We need not stress the consequences and problems inherent in this pending litigation
and/or criminal prosecution which include the prospects of unrealized business
transactions, stagnant professional growth, hampered travel opportunities and a
besmirched reputation. Furthermore, it is worth noting that petitioner has been charged
merely as an accessory after the fact due to his being a senior executive of the bank where
the principal accused tried to deposit the stolen money.
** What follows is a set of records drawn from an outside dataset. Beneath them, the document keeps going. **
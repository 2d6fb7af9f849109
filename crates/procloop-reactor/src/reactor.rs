//! Reactor core: one child process, two pipes, one run loop

use std::ffi::{OsStr, OsString};
use std::fmt;
use std::os::unix::ffi::OsStrExt;
use std::process::ExitStatus;
use std::time::Duration;

use nix::sys::signal::Signal;
use tracing::{debug, info, trace};

use crate::buffer::ReadBuffer;
use crate::config::ReactorConfig;
use crate::error::{ReactorError, Result, StreamFault};
use crate::event_loop::EventLoop;
use crate::handles::{HandleSet, ProcessHandle};
use crate::pipe::OutputPipe;
use crate::reaper;

/// Position in the reactor lifecycle
#[derive(Debug, Clone, Copy, PartialEq, Eq)]
pub enum ReactorState {
    /// Constructed, no child yet
    Idle,
    /// Child spawned, loop not running
    Connected,
    /// Inside `run`
    Running,
    /// Torn down; terminal
    Exited,
}

/// Why a call to [`Reactor::run`] returned
#[derive(Debug, Clone, Copy, PartialEq, Eq)]
pub enum RunOutcome {
    /// `stop` was requested
    Stopped,
    /// The run timeout elapsed
    TimedOut,
    /// The child's stdout ended or failed; see [`Reactor::error`]
    StreamClosed,
}

/// Handle given to the data handler for the duration of one chunk
pub struct Control<'a> {
    output: Option<&'a mut OutputPipe>,
    event_loop: &'a mut EventLoop,
    error: &'a mut Option<StreamFault>,
    pid: Option<u32>,
}

impl Control<'_> {
    /// Queue bytes for the child's stdin, same contract as [`Reactor::send`]
    pub fn send(&mut self, bytes: &[u8]) -> Result<()> {
        issue_write(self.output.as_deref_mut(), self.error, bytes)
    }

    /// Return from `run` once the current handler call finishes
    pub fn stop(&mut self) {
        self.event_loop.stop();
    }

    /// Process ID of the child
    pub fn pid(&self) -> Option<u32> {
        self.pid
    }
}

impl fmt::Debug for Control<'_> {
    fn fmt(&self, f: &mut fmt::Formatter<'_>) -> fmt::Result {
        f.debug_struct("Control")
            .field("pid", &self.pid)
            .field("stop_requested", &self.event_loop.stop_requested())
            .finish()
    }
}

/// Spawns one child process and exchanges bytes with it over its stdin and
/// stdout.
///
/// Single-threaded: `run` blocks the calling thread and calls the handler
/// synchronously for each chunk read from the child. Dropping the reactor
/// performs the same teardown as [`Reactor::exit`].
#[derive(Debug)]
pub struct Reactor {
    config: ReactorConfig,
    connected: bool,
    exited: bool,
    running: bool,
    error: Option<StreamFault>,
    timeout: Option<Duration>,
    pid: Option<u32>,
    final_status: Option<ExitStatus>,
    event_loop: EventLoop,
    read_buffer: ReadBuffer,
    handles: Option<HandleSet>,
}

impl Reactor {
    /// Create an idle reactor with default configuration
    pub fn new() -> Self {
        Self::build(ReactorConfig::default())
    }

    /// Create an idle reactor with a validated configuration
    pub fn with_config(config: ReactorConfig) -> Result<Self> {
        config.validate()?;
        Ok(Self::build(config))
    }

    fn build(config: ReactorConfig) -> Self {
        let read_buffer = ReadBuffer::new(config.read_buffer_size);
        Self {
            config,
            connected: false,
            exited: false,
            running: false,
            error: None,
            timeout: None,
            pid: None,
            final_status: None,
            event_loop: EventLoop::new(),
            read_buffer,
            handles: None,
        }
    }

    /// Current lifecycle state
    pub fn state(&self) -> ReactorState {
        if self.exited {
            ReactorState::Exited
        } else if self.running {
            ReactorState::Running
        } else if self.connected {
            ReactorState::Connected
        } else {
            ReactorState::Idle
        }
    }

    /// Sticky asynchronous failure, if any
    pub fn error(&self) -> Option<&StreamFault> {
        self.error.as_ref()
    }

    /// Process ID of the spawned child (kept after exit)
    pub fn pid(&self) -> Option<u32> {
        self.pid
    }

    /// Exit status of the child once its exit has been observed
    pub fn exit_status(&self) -> Option<ExitStatus> {
        self.handles
            .as_ref()
            .and_then(HandleSet::process)
            .and_then(ProcessHandle::exit_status)
            .or(self.final_status)
    }

    /// Timeout of the current or most recent run
    pub fn timeout(&self) -> Option<Duration> {
        self.timeout
    }

    /// Reactor configuration
    pub fn config(&self) -> &ReactorConfig {
        &self.config
    }

    /// Spawn `argv[0]` with the remaining entries as its arguments.
    ///
    /// The child's stdin and stdout are connected to the reactor; stderr is
    /// inherited. A failed spawn leaves the reactor idle.
    pub fn spawn<I, S>(&mut self, argv: I) -> Result<()>
    where
        I: IntoIterator<Item = S>,
        S: AsRef<OsStr>,
    {
        if self.exited {
            return Err(ReactorError::State("Reactor already exited".to_string()));
        }
        if self.connected {
            return Err(ReactorError::State("Reactor already connected".to_string()));
        }

        let argv: Vec<OsString> = argv
            .into_iter()
            .map(|arg| arg.as_ref().to_os_string())
            .collect();
        validate_argv(&argv)?;

        debug!(argv = ?argv, "Spawning process");
        let handles = HandleSet::open_child(&argv, &self.config)?;
        self.pid = handles.process().map(ProcessHandle::pid);
        self.handles = Some(handles);
        self.connected = true;
        Ok(())
    }

    /// Queue a copy of `bytes` for the child's stdin.
    ///
    /// The caller's buffer is not referenced after this returns. Fails
    /// synchronously only when the write cannot be issued (the pipe broke on
    /// an earlier write), which also records the sticky error.
    pub fn send(&mut self, bytes: &[u8]) -> Result<()> {
        self.ensure_connected()?;
        let output = self.handles.as_mut().and_then(HandleSet::output);
        issue_write(output, &mut self.error, bytes)
    }

    /// Drive the loop, calling `handler` with every chunk read from the child.
    ///
    /// Returns when the handler (or the timeout) stops the loop, or when the
    /// child's stdout ends or fails. A zero timeout means no timeout. Refuses
    /// to start while a sticky error is recorded.
    pub fn run<F>(&mut self, mut handler: F, timeout: Option<Duration>) -> Result<RunOutcome>
    where
        F: FnMut(&mut Control<'_>, &[u8]),
    {
        if self.exited {
            return Err(ReactorError::State("Reactor already exited".to_string()));
        }
        if self.running {
            return Err(ReactorError::State("Reactor already running".to_string()));
        }
        if let Some(fault) = &self.error {
            return Err(ReactorError::from(fault));
        }
        if !self.connected {
            return Err(ReactorError::State("Reactor not connected".to_string()));
        }

        self.timeout = timeout.filter(|t| !t.is_zero());
        if let Some(timeout) = self.timeout {
            self.event_loop.arm_timeout(timeout);
        }
        self.event_loop.clear_stop();
        self.running = true;
        if let Some(input) = self.handles.as_mut().and_then(HandleSet::input) {
            input.read_start();
        }
        debug!(
            timeout = ?self.timeout,
            buffer = self.read_buffer.capacity(),
            "Run started"
        );

        let outcome = self.drive(&mut handler);

        if let Some(input) = self.handles.as_mut().and_then(HandleSet::input) {
            input.read_stop();
        }
        self.event_loop.disarm();
        self.running = false;
        debug!(outcome = ?outcome, "Run finished");
        outcome
    }

    /// Ask the running loop to return. No-op when not running.
    ///
    /// `run` holds the reactor borrowed for its whole duration, so a running
    /// loop is stopped from the handler with [`Control::stop`].
    pub fn stop(&mut self) {
        if self.running {
            self.event_loop.stop();
        }
    }

    /// Tear the reactor down: signal the child (SIGTERM, or SIGKILL when
    /// `force`), close every pipe, wait for the child to exit and reap it.
    ///
    /// Idempotent, and a no-op on a reactor that never spawned. Succeeds even
    /// with a sticky error recorded.
    pub fn exit(&mut self, force: bool) -> Result<()> {
        if self.exited || !self.connected {
            return Ok(());
        }
        if self.running {
            return Err(ReactorError::State(
                "exit called while the loop is running".to_string(),
            ));
        }
        self.teardown(force);
        Ok(())
    }

    fn ensure_connected(&self) -> Result<()> {
        if self.exited {
            return Err(ReactorError::State("Reactor already exited".to_string()));
        }
        if !self.connected {
            return Err(ReactorError::State("Reactor not connected".to_string()));
        }
        Ok(())
    }

    fn drive<F>(&mut self, handler: &mut F) -> Result<RunOutcome>
    where
        F: FnMut(&mut Control<'_>, &[u8]),
    {
        let Reactor {
            config,
            error,
            event_loop,
            read_buffer,
            handles,
            ..
        } = self;
        let handles = handles
            .as_mut()
            .ok_or_else(|| ReactorError::State("Reactor not connected".to_string()))?;
        let exit_poll = config.exit_poll_duration();
        let mut outcome: Option<RunOutcome> = None;

        loop {
            if event_loop.fire_timer() {
                outcome.get_or_insert(RunOutcome::TimedOut);
            }
            event_loop.prepare();
            if event_loop.stop_requested() {
                break;
            }

            // Exit only marks the stream; the loop keeps draining stdout
            // until the read side reports end of stream.
            if let Some(process) = handles.process_mut() {
                if process.poll_exit() {
                    record_fault(error, StreamFault::EndOfStream);
                }
            }

            let pid = handles.process().map(ProcessHandle::pid);
            let process_alive = handles.process().is_some_and(|p| !p.has_exited());
            let readiness = {
                let (read_fd, write_fd) = handles.interest();
                if read_fd.is_none()
                    && write_fd.is_none()
                    && !event_loop.has_active_timer()
                    && !process_alive
                {
                    outcome.get_or_insert(RunOutcome::StreamClosed);
                    break;
                }
                let cap = process_alive.then_some(exit_poll);
                event_loop.wait(read_fd, write_fd, cap)?
            };

            if readiness.writable {
                if let Some(output) = handles.output() {
                    output.flush();
                }
            }

            if !readiness.readable {
                continue;
            }
            let (input, output) = handles.pipes();
            let Some(input) = input else {
                continue;
            };
            let Some(slot) = read_buffer.acquire() else {
                trace!("Read deferred, chunk still in flight");
                continue;
            };

            match input.read(slot) {
                Ok(0) => {
                    read_buffer.release();
                    input.read_stop();
                    debug!(pid = ?pid, "Child stdout closed");
                    record_fault(error, StreamFault::EndOfStream);
                    event_loop.stop();
                    outcome.get_or_insert(RunOutcome::StreamClosed);
                }
                Ok(n) => {
                    trace!(bytes = n, "Delivering chunk");
                    let mut control = Control {
                        output,
                        event_loop: &mut *event_loop,
                        error: &mut *error,
                        pid,
                    };
                    handler(&mut control, read_buffer.chunk(n));
                    read_buffer.release();
                }
                Err(e)
                    if e.kind() == std::io::ErrorKind::WouldBlock
                        || e.kind() == std::io::ErrorKind::Interrupted =>
                {
                    read_buffer.release();
                }
                Err(e) => {
                    read_buffer.release();
                    input.read_stop();
                    debug!(pid = ?pid, error = %e, "Child stdout read failed");
                    record_fault(error, StreamFault::Stream(e.to_string()));
                    event_loop.stop();
                    outcome.get_or_insert(RunOutcome::StreamClosed);
                }
            }
        }

        Ok(outcome.unwrap_or(RunOutcome::Stopped))
    }

    fn teardown(&mut self, force: bool) {
        if self.exited || !self.connected {
            return;
        }
        self.exited = true;
        self.running = false;
        self.event_loop.disarm();

        let Some(mut handles) = self.handles.take() else {
            return;
        };
        info!(pid = ?self.pid, force, "Tearing down reactor");

        let signal = if force { Signal::SIGKILL } else { Signal::SIGTERM };
        if let Some(process) = handles.process_mut() {
            process.poll_exit();
            process.signal(signal);
        }

        while handles.has_open_pipes() {
            handles.close();
        }

        let interval = self.config.reap_interval_duration();
        if let Some(process) = handles.process_mut() {
            let escalation = if force {
                None
            } else {
                self.config.kill_escalation_delay()
            };
            process.wait_with_escalation(escalation, interval);
            self.final_status = process.exit_status();
        }
        drop(handles);

        // Reap only an uncollected child; a collected pid may have been reused
        if let (None, Some(pid)) = (self.final_status, self.pid) {
            reaper::reap_with_interval(pid, interval);
        }
        debug!(pid = ?self.pid, status = ?self.final_status, "Reactor exited");
    }
}

impl Default for Reactor {
    fn default() -> Self {
        Self::new()
    }
}

impl Drop for Reactor {
    fn drop(&mut self) {
        self.teardown(false);
    }
}

fn validate_argv(argv: &[OsString]) -> Result<()> {
    let Some(program) = argv.first() else {
        return Err(ReactorError::Argument(
            "`spawn` argv must have at least one string".to_string(),
        ));
    };
    if program.is_empty() {
        return Err(ReactorError::Argument(
            "`spawn` program path is empty".to_string(),
        ));
    }
    if argv.iter().any(|arg| arg.as_bytes().contains(&0)) {
        return Err(ReactorError::Argument(
            "`spawn` argv has an entry with an interior NUL byte".to_string(),
        ));
    }
    Ok(())
}

fn issue_write(
    output: Option<&mut OutputPipe>,
    error: &mut Option<StreamFault>,
    bytes: &[u8],
) -> Result<()> {
    let Some(output) = output else {
        return Err(ReactorError::State("Child stdin is closed".to_string()));
    };
    if let Err(reason) = output.write(bytes) {
        record_fault(error, StreamFault::Write(reason.clone()));
        return Err(ReactorError::Write(reason));
    }
    Ok(())
}

/// First error wins
fn record_fault(slot: &mut Option<StreamFault>, fault: StreamFault) {
    if slot.is_none() {
        debug!(fault = %fault, "Recorded stream fault");
        *slot = Some(fault);
    }
}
Clearly then, the dismissal sought
by herein petitioner is justified under the circumstances and in accordance with the
guidelines set forth in the above-cited case.
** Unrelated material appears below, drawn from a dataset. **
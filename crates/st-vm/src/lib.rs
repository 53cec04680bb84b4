//! Output writer for compiled StringTemplate templates.

pub mod writer;

pub use writer::{string_writer, Writer};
Re: Report on the Judicial Audit and Physical Inventory of cases conducted in the
Regional Trial Courts of Davao City

Facts:
Audit team discovered that in Branches 8 to 17 RTC, Davao City, several cases were left
undecided/resolved within the 90-day reglementary period, thereby prompted the
Supreme Court to release a resolution stating: 1) to note the compliance of nine (9) out of
the ten (10) Regional Trial Court Judges, and 2) to require Judge William Layague, RTC,
Branch 14, Davao City, to explain why no administrative sanction should be imposed on
him for his continued failure to comply with the November 24, 1994 resolution and to
submit his compliance thereto within five days from notice.
On the backlog of cases, Judge Layague explained that when he assumed office in Branch 14
in 1987 he inherited so many cases submitted for decision and there were more than sixty
(60) cases not reflected in the docket which was discovered only after he conducted an
inventory. Moreover, the Team also observed that Judge Layague pens his decisions as if
each one of them is a masterpiece which causes further delay.
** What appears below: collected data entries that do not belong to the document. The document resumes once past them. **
impl<'a> Lexer<'a> {
    pub fn new(src: &'a str, delim_start: char, delim_stop: char) -> Self {
        Self {
            src,
            pos: 0,
            mode_stack: vec![Mode::OutsideTop],
            at_start_of_line: true,
            delim_start,
            delim_stop,
            errors: Vec::new(),
        }
    }

    /// For a sub-template body, rather than a whole template.
    pub fn new_for_subtemplate_body(src: &'a str, pos: usize, delim_start: char, delim_stop: char) -> Self {
        Self {
            src,
            pos,
            mode_stack: vec![Mode::OutsideSub],
            at_start_of_line: true,
            delim_start,
            delim_stop,
            errors: Vec::new(),
        }
    }

    /// Starts scanning already "inside" an expression, with no enclosing
    /// delimiter to return to. Used to parse a `{args | body}` default
    /// value lifted whole out of a group-file formal-argument list, whose
    /// outer braces the group-file lexer already stripped.
    pub fn new_for_inside(src: &'a str, delim_start: char, delim_stop: char) -> Self {
        Self {
            src,
            pos: 0,
            mode_stack: vec![Mode::Inside],
            at_start_of_line: true,
            delim_start,
            delim_stop,
            errors: Vec::new(),
        }
    }

    #[inline]
    pub fn position(&self) -> usize {
        self.pos
    }

    /// Save enough state to retry a speculative scan (used only while
    /// `Inside`, so the mode stack never needs saving alongside it).
    pub fn save(&self) -> usize {
        self.pos
    }

    pub fn restore(&mut self, pos: usize) {
        self.pos = pos;
    }

    fn peek_char(&self) -> Option<char> {
        self.src[self.pos..].chars().next()
    }

    fn peek_at(&self, skip_bytes: usize) -> Option<char> {
        self.src[self.pos + skip_bytes..].chars().next()
    }

    fn bump(&mut self) -> Option<char> {
        let c = self.peek_char()?;
        self.pos += c.len_utf8();
        Some(c)
    }

    fn starts_with(&self, s: &str) -> bool {
        self.src[self.pos..].starts_with(s)
    }

    /// Current mode, after an `Inside` scan decided to open or close a
    /// sub-template (`try_enter_subtemplate` / the `}` branch of
    /// `lex_outside`).
    pub fn enter_subtemplate_body(&mut self) {
        self.mode_stack.push(Mode::OutsideSub);
        self.at_start_of_line = false;
    }

    pub fn next_token(&mut self) -> Token {
        match self.mode_stack.last().copied().unwrap_or(Mode::OutsideTop) {
            Mode::OutsideTop | Mode::OutsideSub => self.lex_outside(),
            Mode::Inside => self.lex_inside(),
        }
    }

    /// Speculatively scans `ident (',' ident)* '|'` right after an already
    /// consumed `{`. On success, consumes through the `|` and switches to
    /// `OutsideSub`; on failure, rewinds and switches to `OutsideSub`
    /// anyway (the `{` just opens a parameterless sub-template body).
    pub fn try_enter_subtemplate(&mut self) -> Vec<String> {
        let checkpoint = self.save();
        let mut params = Vec::new();
        loop {
            self.skip_inside_whitespace();
            match self.scan_ident() {
                Some(name) => params.push(name),
                None => {
                    self.restore(checkpoint);
                    params.clear();
                    break;
                }
            }
            self.skip_inside_whitespace();
            if self.peek_char() == Some(',') {
                self.bump();
                continue;
            }
            if self.peek_char() == Some('|') {
                self.bump();
                break;
            }
            self.restore(checkpoint);
            params.clear();
            break;
        }
        self.enter_subtemplate_body();
        params
    }

    fn skip_inside_whitespace(&mut self) {
        while matches!(self.peek_char(), Some(c) if c.is_whitespace()) {
            self.bump();
        }
    }

    fn scan_ident(&mut self) -> Option<String> {
        let start = self.pos;
        match self.peek_char() {
            Some(c) if c.is_alphabetic() || c == '_' => {
                self.bump();
            }
            _ => return None,
        }
        while matches!(self.peek_char(), Some(c) if c.is_alphanumeric() || c == '_') {
            self.bump();
        }
        Some(self.src[start..self.pos].to_string())
    }

    fn lex_outside(&mut self) -> Token {
        let in_sub = self.mode_stack.last() == Some(&Mode::OutsideSub);

        if self.at_start_of_line {
            let start = self.pos;
            while matches!(self.peek_char(), Some(' ') | Some('\t')) {
                self.bump();
            }
            self.at_start_of_line = false;
            if self.pos > start {
                return Token { kind: TokKind::Indent(self.src[start..self.pos].to_string()), span: Span::new(start as u32, self.pos as u32) };
            }
        }

        let start = self.pos;
        match self.peek_char() {
            None => Token { kind: TokKind::Eof, span: Span::new(start as u32, start as u32) },
            Some('\r') => {
                self.bump();
                if self.peek_char() == Some('\n') {
                    self.bump();
                }
                self.at_start_of_line = true;
                Token { kind: TokKind::Newline, span: Span::new(start as u32, self.pos as u32) }
            }
            Some('\n') => {
                self.bump();
                self.at_start_of_line = true;
                Token { kind: TokKind::Newline, span: Span::new(start as u32, self.pos as u32) }
            }
            Some('}') if in_sub => {
                self.bump();
                self.mode_stack.pop();
                Token { kind: TokKind::RCurly, span: Span::new(start as u32, self.pos as u32) }
            }
            Some(c) if c == self.delim_start => self.lex_delim_start(start),
            _ => self.lex_text_run(in_sub),
        }
    }

    fn lex_delim_start(&mut self, start: usize) -> Token {
        // `<! comment !>` — consumed and re-lexed as text-mode's next
        // token; comments never reach the parser.
        if self.peek_at(self.delim_start.len_utf8()) == Some('!') {
            self.bump();
            self.bump();
            while !self.starts_with(&format!("!{}", self.delim_stop)) && self.peek_char().is_some() {
                self.bump();
            }
            if self.peek_char().is_some() {
                self.bump();
                self.bump();
            } else {
                self.errors.push(ErrorKind::LexerError { detail: "unterminated comment".into() });
            }
            return self.lex_outside();
        }
        // `<\n>`, `<\t>`, `<\uXXXX>` — literal-character escapes written
        // between the delimiters, never entering Inside mode.
        if self.starts_with(&format!("{}\\n{}", self.delim_start, self.delim_stop)) {
            for _ in 0..(1 + 2 + 1) {
                self.bump();
            }
            return Token { kind: TokKind::Text("\n".into()), span: Span::new(start as u32, self.pos as u32) };
        }
        if self.starts_with(&format!("{}\\t{}", self.delim_start, self.delim_stop)) {
            for _ in 0..(1 + 2 + 1) {
                self.bump();
            }
            return Token { kind: TokKind::Text("\t".into()), span: Span::new(start as u32, self.pos as u32) };
        }
        if self.peek_at(self.delim_start.len_utf8()) == Some('\\')
            && self.peek_at(self.delim_start.len_utf8() + 1) == Some('u')
        {
            let hex_start = self.pos + self.delim_start.len_utf8() + 2;
            if hex_start + 4 <= self.src.len() {
                let hex = &self.src[hex_start..hex_start + 4];
                if hex.chars().all(|c| c.is_ascii_hexdigit()) {
                    if let Ok(code) = u32::from_str_radix(hex, 16) {
                        if self.src[hex_start + 4..].starts_with(self.delim_stop) {
                            if let Some(ch) = char::from_u32(code) {
                                self.pos = hex_start + 4 + self.delim_stop.len_utf8();
                                return Token { kind: TokKind::Text(ch.to_string()), span: Span::new(start as u32, self.pos as u32) };
                            }
                        }
                    }
                }
            }
        }
        self.bump();
        self.mode_stack.push(Mode::Inside);
        Token { kind: TokKind::LDelim, span: Span::new(start as u32, self.pos as u32) }
    }

    fn lex_text_run(&mut self, in_sub: bool) -> Token {
        let start = self.pos;
        let mut text = String::new();
        loop {
            match self.peek_char() {
                None | Some('\n') | Some('\r') => break,
                Some('}') if in_sub => break,
                Some(c) if c == self.delim_start => break,
                Some('\\') => {
                    self.bump();
                    match self.peek_char() {
                        Some('\\') => {
                            text.push('\\');
                            self.bump();
                        }
                        Some(c) if c == self.delim_start => {
                            text.push(self.delim_start);
                            self.bump();
                        }
                        Some('}') => {
                            text.push('}');
                            self.bump();
                        }
                        Some(other) => {
                            self.errors.push(ErrorKind::LexerError { detail: format!("invalid escape \\{other}") });
                            text.push(other);
                            self.bump();
                        }
                        None => {
                            self.errors.push(ErrorKind::LexerError { detail: "unterminated escape".into() });
                        }
                    }
                }
                Some(c) => {
                    text.push(c);
                    self.bump();
                }
            }
        }
        Token { kind: TokKind::Text(text), span: Span::new(start as u32, self.pos as u32) }
    }

    fn lex_inside(&mut self) -> Token {
        while matches!(self.peek_char(), Some(c) if c.is_whitespace()) {
            self.bump();
        }
        let start = self.pos;
        let c = match self.peek_char() {
            Some(c) => c,
            None => return Token { kind: TokKind::Eof, span: Span::new(start as u32, start as u32) },
        };
        if c == self.delim_stop {
            self.bump();
            self.mode_stack.pop();
            return Token { kind: TokKind::RDelim, span: Span::new(start as u32, self.pos as u32) };
        }
        let kind = match c {
            '"' => return self.lex_string(start),
            '{' => {
                self.bump();
                TokKind::LCurly
            }
            '.' => {
                self.bump();
                if self.starts_with("..") {
                    self.bump();
                    self.bump();
                    TokKind::Ellipsis
                } else {
                    TokKind::Dot
                }
            }
            ',' => {
                self.bump();
                TokKind::Comma
            }
            ':' => {
                self.bump();
                TokKind::Colon
            }
            ';' => {
                self.bump();
                TokKind::Semi
            }
            '(' => {
                self.bump();
                TokKind::LParen
            }
            ')' => {
                self.bump();
                TokKind::RParen
            }
            '[' => {
                self.bump();
                TokKind::LBrack
            }
            ']' => {
                self.bump();
                TokKind::RBrack
            }
            '!' => {
                self.bump();
                TokKind::Bang
            }
            '=' => {
                self.bump();
                TokKind::Equals
            }
            '/' => {
                self.bump();
                TokKind::Slash
            }
            '@' => {
                self.bump();
                TokKind::At
            }
            '|' => {
                self.bump();
                if self.peek_char() == Some('|') {
                    self.bump();
                    TokKind::OrOr
                } else {
                    TokKind::Pipe
                }
            }
            '&' => {
                self.bump();
                if self.peek_char() == Some('&') {
                    self.bump();
                    TokKind::AndAnd
                } else {
                    self.errors.push(ErrorKind::LexerError { detail: "expected '&&'".into() });
                    TokKind::Bang
                }
            }
            c if c.is_alphabetic() || c == '_' => {
                let name = self.scan_ident().unwrap();
                return Token { kind: keyword_or_ident(&name), span: Span::new(start as u32, self.pos as u32) };
            }
            other => {
                self.errors.push(ErrorKind::LexerError { detail: format!("unexpected character '{other}'") });
                self.bump();
                TokKind::Ident(other.to_string())
            }
        };
        Token { kind, span: Span::new(start as u32, self.pos as u32) }
    }

    fn lex_string(&mut self, start: usize) -> Token {
        self.bump(); // opening quote
        let mut s = String::new();
        loop {
            match self.peek_char() {
                None => {
                    self.errors.push(ErrorKind::LexerError { detail: "unterminated string".into() });
                    break;
                }
                Some('"') => {
                    self.bump();
                    break;
                }
                Some('\\') => {
                    self.bump();
                    match self.peek_char() {
                        Some('n') => {
                            s.push('\n');
                            self.bump();
                        }
                        Some('t') => {
                            s.push('\t');
                            self.bump();
                        }
                        Some('"') => {
                            s.push('"');
                            self.bump();
                        }
                        Some('\\') => {
                            s.push('\\');
                            self.bump();
                        }
                        Some(other) => {
                            s.push(other);
                            self.bump();
                        }
                        None => {
                            self.errors.push(ErrorKind::LexerError { detail: "unterminated string".into() });
                        }
                    }
                }
                Some(c) => {
                    s.push(c);
                    self.bump();
                }
            }
        }
        Token { kind: TokKind::Str(s), span: Span::new(start as u32, self.pos as u32) }
    }
}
However, with regard to Judge Layagues compliance, the Supreme Court is not fully
satisfied with the explanation of Judge Layague.
Ruling:
The situation should not be allowed to continue indefinitely.

In Diputado-Baguio vs. Torres, 211 SCRA 1, the judge was fined P20,000.00 for his failure to
decide three (3) criminal cases within 90 days, even though the court found four (4)
mitigating circumstances in his favor.
In the case at bar, while we find such factors as congestion of docket, lack of necessary
personnel and the judges illness to be fairly adequate to mitigate the latters liability, the
cases unresolved beyond the 90-day period number more than 100. A fine of Twenty-Five
Thousand (P25,000.00) Pesos would thus be reasonable.